The National Co-ordinator, Coalition of Environmental Non-Governmental Organisations, Dr Odigha Odigha, said that he would ensure the release of the Environment Impact Specimen (EIS) on the Cross River SuperHighway, before work starts on the project.
Odigha made the remark in Lagos.
He was reacting to the Federal Ministry of Environment’s conditional approval of the Environmental Impact Assessment (EIA) of the Superhighway in June.
According to him, the conditional approval of the EIA means that there are certain criteria the state government would meet before the commencement of work on the project.
“The Coalition of Environmental NGOs is not against the Cross River Superhighway project. What we are saying is that the road project should not pass through the Cross River National Park and the rain forest. It should also observe and fulfil the human rights of the people and the communities the road project will affect. The conditional approval of the EIA is in line with our demands. It provides for buffer zones of 10 kilometres on both sides of the road and the re-routing of the road project away from the National Park and the rain forest, among others,’’ he said.
The National Co-ordinator said that there were all together 23 conditions the state government would meet, before work starts on the project.
He said that the conditional approval also required the state governor to make gazetted publication to the effect that all the conditions had been met.

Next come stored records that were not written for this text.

//! Combine single-month exports of one category into an anchor-shaped table
//!
//! The latest month is the base: its terms, in file order, become
//! the rows. Other months are left-joined onto those rows with 0 where a
//! term has no rank.

use crate::error::Result;
use crate::month::{parse_filename, MonthStamp};
use crate::parser::read_monthly;
use crate::table::{WideRow, WideTable};
use std::collections::{BTreeMap, HashMap, HashSet};
use std::path::{Path, PathBuf};
use tracing::{debug, info, warn};

/// Ranks above this are dropped by default
pub const DEFAULT_MAX_RANK: i64 = 500_000;

/// Per-month statistics of a combine run
#[derive(Debug, Clone, PartialEq, Eq)]
pub struct MonthInput {
    pub month: String,
    pub path: PathBuf,
    /// Unique terms read from the file
    pub terms: usize,
    /// Terms dropped for exceeding the rank cutoff
    pub filtered: usize,
}

/// Result of combining monthly exports
#[derive(Debug, Clone)]
pub struct CombineResult {
    /// One column per month, chronological
    pub table: WideTable,
    /// Month whose terms define the rows
    pub base_month: String,
    /// Months that contributed, chronological
    pub months: Vec<MonthInput>,
    /// Files that were skipped, with the reason
    pub skipped: Vec<(PathBuf, String)>,
}

impl CombineResult {
    /// Write the combined table as CSV
    pub fn save<P: AsRef<Path>>(&self, path: P) -> Result<()> {
        self.table.save(path)
    }
}

struct MonthData {
    path: PathBuf,
    /// Terms in file order, first occurrence kept
    order: Vec<String>,
    ranks: HashMap<String, i64>,
    filtered: usize,
}

fn load_month(path: &Path, max_rank: i64) -> Result<MonthData> {
    let export = read_monthly(path)?;
    let mut seen = HashSet::new();
    let mut order = Vec::new();
    let mut ranks = HashMap::new();
    let mut filtered = 0;

    for (term, rank) in export.entries {
        if !seen.insert(term.clone()) {
            continue;
        }
        if rank > max_rank {
            filtered += 1;
            continue;
        }
        ranks.insert(term.clone(), rank);
        order.push(term);
    }

    Ok(MonthData {
        path: path.to_path_buf(),
        order,
        ranks,
        filtered,
    })
}

/// Combine monthly export files into one table
///
/// Files whose name carries no month, or that cannot be read, are skipped.
/// When two files carry the same month the later one wins. Returns `None`
/// when no file could be used.
pub fn combine_monthly<P: AsRef<Path>>(files: &[P], max_rank: i64) -> Option<CombineResult> {
    let mut skipped = Vec::new();
    let mut by_month: BTreeMap<MonthStamp, MonthData> = BTreeMap::new();

    for path in files {
        let path = path.as_ref();
        let name = path.file_name().and_then(|n| n.to_str()).unwrap_or_default();
        let Some(month) = parse_filename(name) else {
            warn!(file = %path.display(), "could not parse month from filename");
            skipped.push((path.to_path_buf(), "could not parse month from filename".to_string()));
            continue;
        };

        match load_month(path, max_rank) {
            Ok(data) => {
                debug!(month = %month, terms = data.order.len(), filtered = data.filtered, "loaded month");
                if let Some(previous) = by_month.insert(month, data) {
                    warn!(month = %month, replaced = %previous.path.display(), "duplicate month, later file wins");
                    skipped.push((previous.path, format!("superseded for {}", month)));
                }
            }
            Err(e) => {
                warn!(file = %path.display(), error = %e, "skipping file");
                skipped.push((path.to_path_buf(), e.to_string()));
            }
        }
    }

    let (&base, base_data) = by_month.iter().next_back()?;

    let columns: Vec<String> = by_month.keys().map(MonthStamp::token).collect();

    let rows: Vec<WideRow> = base_data
        .order
        .iter()
        .map(|term| WideRow {
            term: term.clone(),
            values: by_month
                .values()
                .map(|data| data.ranks.get(term).copied().unwrap_or(0))
                .collect(),
        })
        .collect();

    let table = match WideTable::from_parts(columns, rows) {
        Ok(table) => table,
        Err(e) => {
            warn!(error = %e, "combined table is inconsistent");
            return None;
        }
    };

    info!(base = %base, months = by_month.len(), rows = table.row_count(), "combined monthly files");

    Some(CombineResult {
        table,
        base_month: base.token(),
        months: by_month
            .into_iter()
            .map(|(month, data)| MonthInput {
                month: month.token(),
                terms: data.order.len() + data.filtered,
                filtered: data.filtered,
                path: data.path,
            })
            .collect(),
        skipped,
    })
}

Odigha said that it was not enough for Governor Ben Ayade to say that the state would use the EIA to look for funds to finance the project.
He said the governor should also work with his team to prepare the EIS on the project.
Odigha said that environmentalists were happy that the EIA was prepared and a conditional approval given by the Federal Ministry of Environment.
He enjoined the relevant Ministries, Departments and Agencies to ensure that the conditions were met by the Cross River State Government.
Odigha said that the Coalition of Environmental NGOs and Nigerian environmentalists would not rest until the conditions were met before allowing the project to kick off.
He said that what happened to the remaining Nigerian forests should be of interest to the entire nation.
According to him, the struggle is to have a good environment not just for ourselves but for unborn generations of Nigerians.
The Superhighway was planned to be a 12-lane, 260 km (162 miles) long road, which will link a proposed deep seaport from Bakassi on the shores of the Atlantic Ocean to the border with neighbouring Benue State.